*What to do*.
Report every line in the records below that holds the word "usize".

Stored data entries:

- Opening Delimiter -

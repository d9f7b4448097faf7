#[cfg(test)]
mod tests {
    use crate::*;
    use smeshmon_types::*;

    fn identity(byte: u8) -> Identity {
        Identity::from_bytes([byte; IDENTITY_LEN])
    }

    #[test]
    fn test_decode_network_info() {
        let json = r#"{
            "genesisTime": "2023-07-14T08:00:00Z",
            "layerDuration": "300s",
            "genesisId": "AAEC",
            "hrp": "sm",
            "effectiveGenesisLayer": 7,
            "layersPerEpoch": 4032,
            "labelsPerUnit": "4294967296"
        }"#;
        let response: NetworkInfoResponse = serde_json::from_str(json).unwrap();
        let info = response.into_domain().unwrap();

        assert_eq!(info.params.genesis_time, 1_689_321_600_000);
        assert_eq!(info.params.layer_duration, 300);
        assert_eq!(info.params.layers_per_epoch, 4032);
        assert_eq!(info.genesis_id, "000102");
        assert_eq!(info.labels_per_unit, 4_294_967_296);
    }

    #[test]
    fn test_decode_network_info_rejects_zero_layer_duration() {
        let json = r#"{
            "genesisTime": "2023-07-14T08:00:00Z",
            "layerDuration": "0s",
            "genesisId": "AAEC",
            "hrp": "sm",
            "effectiveGenesisLayer": 0,
            "layersPerEpoch": 10,
            "labelsPerUnit": 1
        }"#;
        let response: NetworkInfoResponse = serde_json::from_str(json).unwrap();
        assert!(matches!(response.into_domain(), Err(RpcError::Types(_))));
    }

    fn network_info_with_layer_duration(layer_duration: &str) -> NetworkInfoResponse {
        let json = format!(
            r#"{{
                "genesisTime": "2023-07-14T08:00:00Z",
                "layerDuration": "{layer_duration}",
                "genesisId": "AAEC",
                "hrp": "sm",
                "effectiveGenesisLayer": 0,
                "layersPerEpoch": 10,
                "labelsPerUnit": 1
            }}"#
        );
        serde_json::from_str(&json).unwrap()
    }

    #[test]
    fn test_decode_network_info_names_bad_layer_duration() {
        for layer_duration in ["1500ms", "-300s", "250ms"] {
            let err = network_info_with_layer_duration(layer_duration)
                .into_domain()
                .unwrap_err();
            assert!(matches!(
                err,
                RpcError::Types(SmeshmonError::InvalidNetworkParams(_))
            ));
            assert!(err.to_string().contains(layer_duration));
        }
        let info = network_info_with_layer_duration("5m0s").into_domain().unwrap();
        assert_eq!(info.params.layer_duration, 300);
    }

    #[test]
    fn test_decode_poet_info_rejects_unusable_offsets() {
        for (phase_shift, cycle_gap) in [("inf", "12h"), ("240h", "NaN"), ("-1h", "12h"), ("876000h", "12h")] {
            let json = format!(
                r#"{{"poets": [], "config": {{"phaseShift": "{phase_shift}", "cycleGap": "{cycle_gap}"}}}}"#
            );
            let response: PoetInfoResponse = serde_json::from_str(&json).unwrap();
            assert!(
                matches!(response.into_domain(), Err(RpcError::Types(_))),
                "accepted {} / {}",
                phase_shift,
                cycle_gap
            );
        }
    }

    #[test]
    fn test_decode_poet_info() {
        let json = r#"{"poets": ["https://poet-1.example"], "config": {"phaseShift": "240h", "cycleGap": "12h"}}"#;
        let response: PoetInfoResponse = serde_json::from_str(json).unwrap();
        let poet = response.into_domain().unwrap();
        assert_eq!(poet.poets.len(), 1);
        assert_eq!(poet.config.phase_shift, 240 * 3_600_000);
        assert_eq!(poet.config.cycle_gap, 12 * 3_600_000);
    }

    #[test]
    fn test_decode_states() {
        let smesher = identity(1).to_base64();
        let json = format!(
            r#"{{"states": [
                {{"smesher": "{smesher}", "state": "ELIGIBLE", "time": "2024-01-01T00:00:00Z",
                  "publishEpoch": 3,
                  "eligible": {{"epoch": 3, "layers": [{{"layer": 10, "count": 2}}]}}}},
                {{"smesher": "{smesher}", "state": "PROPOSAL_PUBLISH_FAILED", "time": "2024-01-01T00:05:00.500Z",
                  "proposalPublishFailed": {{"proposal": "AAEC", "layer": "12", "message": "boom"}}}},
                {{"smesher": "{smesher}", "state": "ATX_READY", "time": "2024-01-01T00:06:00Z",
                  "atxReady": {{}}}}
            ]}}"#
        );
        let response: StatesResponse = serde_json::from_str(&json).unwrap();
        let events = response.into_domain().unwrap();

        assert_eq!(events.len(), 3);
        assert_eq!(events[0].smesher, identity(1));
        assert_eq!(events[0].time, 1_704_067_200_000);
        assert_eq!(events[0].publish_epoch, Some(3));
        assert_eq!(
            events[0].details,
            EventDetails::Eligible {
                epoch: Some(3),
                layers: vec![EligibleLayer { layer: 10, count: 2 }],
            }
        );
        assert_eq!(events[1].time, 1_704_067_500_500);
        assert_eq!(
            events[1].details,
            EventDetails::ProposalPublishFailed {
                proposal: "000102".to_string(),
                layer: 12,
                message: "boom".to_string(),
            }
        );
        assert_eq!(events[2].kind(), EventKind::AtxReady);
    }

    #[test]
    fn test_decode_state_without_details_fails() {
        let json = format!(
            r#"{{"states": [{{"smesher": "{}", "state": "RETRYING", "time": "2024-01-01T00:00:00Z"}}]}}"#,
            identity(1).to_base64()
        );
        let response: StatesResponse = serde_json::from_str(&json).unwrap();
        assert!(matches!(response.into_domain(), Err(RpcError::Decode(_))));
    }

    #[test]
    fn test_decode_unknown_state_fails() {
        let json = r#"{"states": [{"smesher": "AAEC", "state": "SOMETHING_NEW", "time": "2024-01-01T00:00:00Z"}]}"#;
        assert!(serde_json::from_str::<StatesResponse>(json).is_err());
    }

    #[test]
    fn test_decode_rewards_splits_fees() {
        let json = format!(
            r#"{{"rewards": [{{"layer": 42, "layerReward": "1000", "total": "1500", "coinbase": "sm1qqq", "smesher": "{}"}}]}}"#,
            identity(2).to_base64()
        );
        let response: RewardsResponse = serde_json::from_str(&json).unwrap();
        let rewards = response.into_domain().unwrap();
        assert_eq!(rewards[0].layer_paid, 42);
        assert_eq!(rewards[0].reward_for_layer, Smidge::new(1000));
        assert_eq!(rewards[0].reward_for_fees, Smidge::new(500));
        assert_eq!(rewards[0].smesher, identity(2));
    }

    #[test]
    fn test_decode_eligibilities_and_proposals() {
        let id = identity(3);
        let json = format!(
            r#"{{"identities": {{"{}": {{"epochs": {{"3": {{"eligibilities": [{{"layer": 12100, "count": 1}}]}}}}}}}}}}"#,
            id.to_hex()
        );
        let response: EligibilitiesResponse = serde_json::from_str(&json).unwrap();
        let eligibilities = response.into_domain().unwrap();
        assert_eq!(eligibilities[&id][&3], vec![Eligibility { layer: 12100, count: 1 }]);

        let json = format!(
            r#"{{"proposals": {{"{}": {{"proposals": [{{"layer": 12100, "proposal": "abcd"}}]}}}}}}"#,
            id.to_base64()
        );
        let response: ProposalsResponse = serde_json::from_str(&json).unwrap();
        let proposals = response.into_domain().unwrap();
        assert_eq!(proposals[&id][0].layer, 12100);
    }

    #[test]
    fn test_decode_node_status() {
        let json = r#"{"connectedPeers": "12", "status": "SYNC_STATUS_SYNCED", "latestLayer": 20, "appliedLayer": 19, "processedLayer": 19, "currentLayer": 20}"#;
        let response: NodeStatusResponse = serde_json::from_str(json).unwrap();
        let status = response.into_domain();
        assert!(status.is_synced);
        assert_eq!(status.connected_peers, 12);
        assert_eq!(status.current_layer, 20);
    }

    fn event_at(time: Millis) -> SmesherEvent {
        SmesherEvent::new(identity(1), time, EventDetails::AtxReady)
    }

    #[tokio::test]
    async fn test_mock_serves_windows() {
        let api = MockApi::new();
        api.push_events((1..=10).map(|t| event_at(t * 10)));

        let asc = WindowQuery {
            order: SortOrder::Asc,
            to: 100,
            from: Some(30),
            limit: 3,
        };
        let page = api.smesher_states_chunk(&asc).await.unwrap();
        assert_eq!(page.iter().map(|e| e.time).collect::<Vec<_>>(), vec![30, 40, 50]);

        let desc = WindowQuery {
            order: SortOrder::Desc,
            to: 75,
            from: None,
            limit: 2,
        };
        let page = api.smesher_states_chunk(&desc).await.unwrap();
        assert_eq!(page.iter().map(|e| e.time).collect::<Vec<_>>(), vec![70, 60]);

        assert_eq!(api.calls(), vec![MockCall::States(asc), MockCall::States(desc)]);
    }

    #[tokio::test]
    async fn test_mock_failure_injection() {
        let api = MockApi::new();
        api.fail_next("node_status", 2);

        assert!(matches!(api.node_status().await, Err(RpcError::Transport(_))));
        assert!(api.node_status().await.is_err());
        assert!(api.node_status().await.is_ok());
        assert_eq!(api.calls_to("node_status").len(), 3);
        assert!(matches!(api.network_info().await, Err(RpcError::Unavailable(_))));
    }

    #[tokio::test]
    async fn test_mock_reward_offsets() {
        let api = MockApi::new();
        let id = identity(4);
        let rewards: Vec<Reward> = (0..5)
            .map(|layer| Reward {
                layer_paid: layer,
                reward_for_layer: Smidge::new(1),
                reward_for_fees: Smidge::ZERO,
                coinbase: "sm1".to_string(),
                smesher: id,
            })
            .collect();
        api.set_rewards(id, rewards);

        let page = api.rewards_chunk(&id, 2, 4).await.unwrap();
        assert_eq!(page.len(), 1);
        assert_eq!(page[0].layer_paid, 4);
        assert!(api.rewards_chunk(&identity(5), 2, 0).await.unwrap().is_empty());
    }
}
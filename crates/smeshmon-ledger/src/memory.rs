use std::collections::{HashMap, HashSet};
use tracing::debug;

use smeshmon_types::{EventKey, Identity, SmesherEvent};

use crate::log::{AppendSummary, EventLog, LogSnapshot};

#[derive(Debug, Clone, Default)]
struct IdentityLog {
    events: Vec<SmesherEvent>,
    keys: HashSet<EventKey>,
    processed: usize,
}

impl IdentityLog {
    /// Insert in `(time, kind)` order; returns the index, or `None` for a known key
    fn insert(&mut self, event: &SmesherEvent) -> Option<usize> {
        if !self.keys.insert(event.key()) {
            return None;
        }
        let sort_key = (event.time, event.kind());
        let pos = self
            .events
            .partition_point(|e| (e.time, e.kind()) <= sort_key);
        self.events.insert(pos, event.clone());
        Some(pos)
    }
}

/// In-memory event log, one ordered history per identity
#[derive(Debug, Clone, Default)]
pub struct MemoryEventLog {
    order: Vec<Identity>,
    logs: HashMap<Identity, IdentityLog>,
    total: usize,
}

impl MemoryEventLog {
    pub fn new() -> Self {
        Self::default()
    }

    fn log_mut(&mut self, id: &Identity, new_identities: &mut Vec<Identity>) -> &mut IdentityLog {
        if !self.logs.contains_key(id) {
            self.order.push(*id);
            new_identities.push(*id);
        }
        self.logs.entry(*id).or_default()
    }
}

impl EventLog for MemoryEventLog {
    fn append(&mut self, batch: &[SmesherEvent]) -> AppendSummary {
        let mut summary = AppendSummary::default();

        for event in batch {
            let log = self.log_mut(&event.smesher, &mut summary.new_identities);
            match log.insert(event) {
                Some(pos) => {
                    if pos < log.processed {
                        log.processed = pos;
                        if !summary.rewound.contains(&event.smesher) {
                            summary.rewound.push(event.smesher);
                        }
                    }
                    summary.added += 1;
                }
                None => summary.duplicates += 1,
            }
        }

        self.total += summary.added;
        if summary.duplicates > 0 || !summary.rewound.is_empty() {
            debug!(
                "merged {} events ({} duplicates, {} identities rewound)",
                summary.added,
                summary.duplicates,
                summary.rewound.len()
            );
        }
        summary
    }

    fn identities(&self) -> &[Identity] {
        &self.order
    }

    fn events(&self, id: &Identity) -> &[SmesherEvent] {
        self.logs.get(id).map(|log| log.events.as_slice()).unwrap_or(&[])
    }

    fn mark_processed(&mut self, id: &Identity, upto: usize) {
        if let Some(log) = self.logs.get_mut(id) {
            log.processed = upto.min(log.events.len());
        }
    }

    fn processed(&self, id: &Identity) -> usize {
        self.logs.get(id).map_or(0, |log| log.processed)
    }

    fn len(&self) -> usize {
        self.total
    }

    fn clear(&mut self) {
        self.order.clear();
        self.logs.clear();
        self.total = 0;
    }

    fn snapshot(&self) -> LogSnapshot {
        LogSnapshot {
            identities: self.order.clone(),
            events: self
                .logs
                .iter()
                .map(|(id, log)| (*id, log.events.clone()))
                .collect(),
            processed: self
                .logs
                .iter()
                .map(|(id, log)| (*id, log.processed))
                .collect(),
        }
    }

    fn restore(&mut self, snapshot: &LogSnapshot) {
        self.clear();
        let mut ignored = Vec::new();
        for id in &snapshot.identities {
            self.log_mut(id, &mut ignored);
        }
        for events in snapshot.events.values() {
            self.append(events);
        }
        for (id, processed) in &snapshot.processed {
            self.mark_processed(id, *processed);
        }
    }
}
use async_trait::async_trait;
use std::sync::Arc;

use smeshmon_rpc::SmesherApi;
use smeshmon_types::{Millis, SmesherEvent, WindowQuery};

use crate::{Result, SyncError};

/// Records that can be paged through by time
pub trait Timestamped {
    fn timestamp(&self) -> Millis;
}

impl Timestamped for SmesherEvent {
    fn timestamp(&self) -> Millis {
        self.time
    }
}

/// A chunked list endpoint addressed by time windows
#[async_trait]
pub trait WindowSource<T>: Send + Sync {
    async fn fetch_window(&self, query: WindowQuery) -> Result<Vec<T>>;
}

/// Receiver for the pages and errors of a fetch sequence
#[async_trait]
pub trait PageSink<T: Send + Sync>: Send {
    async fn on_page(&mut self, page: &[T]);

    async fn on_error(&mut self, _error: &SyncError) {}
}

/// Identity state history of a node, as a window source
pub struct ApiStates<A: ?Sized> {
    api: Arc<A>,
}

impl<A: ?Sized> ApiStates<A> {
    pub fn new(api: Arc<A>) -> Self {
        ApiStates { api }
    }
}

#[async_trait]
impl<A: SmesherApi + ?Sized> WindowSource<SmesherEvent> for ApiStates<A> {
    async fn fetch_window(&self, query: WindowQuery) -> Result<Vec<SmesherEvent>> {
        Ok(self.api.smesher_states_chunk(&query).await?)
    }
}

- Closing Delimiter -

*Answer*.
    processed: usize,
    fn insert(&mut self, event: &SmesherEvent) -> Option<usize> {
    total: usize,
    fn mark_processed(&mut self, id: &Identity, upto: usize) {
    fn processed(&self, id: &Identity) -> usize {
    fn len(&self) -> usize {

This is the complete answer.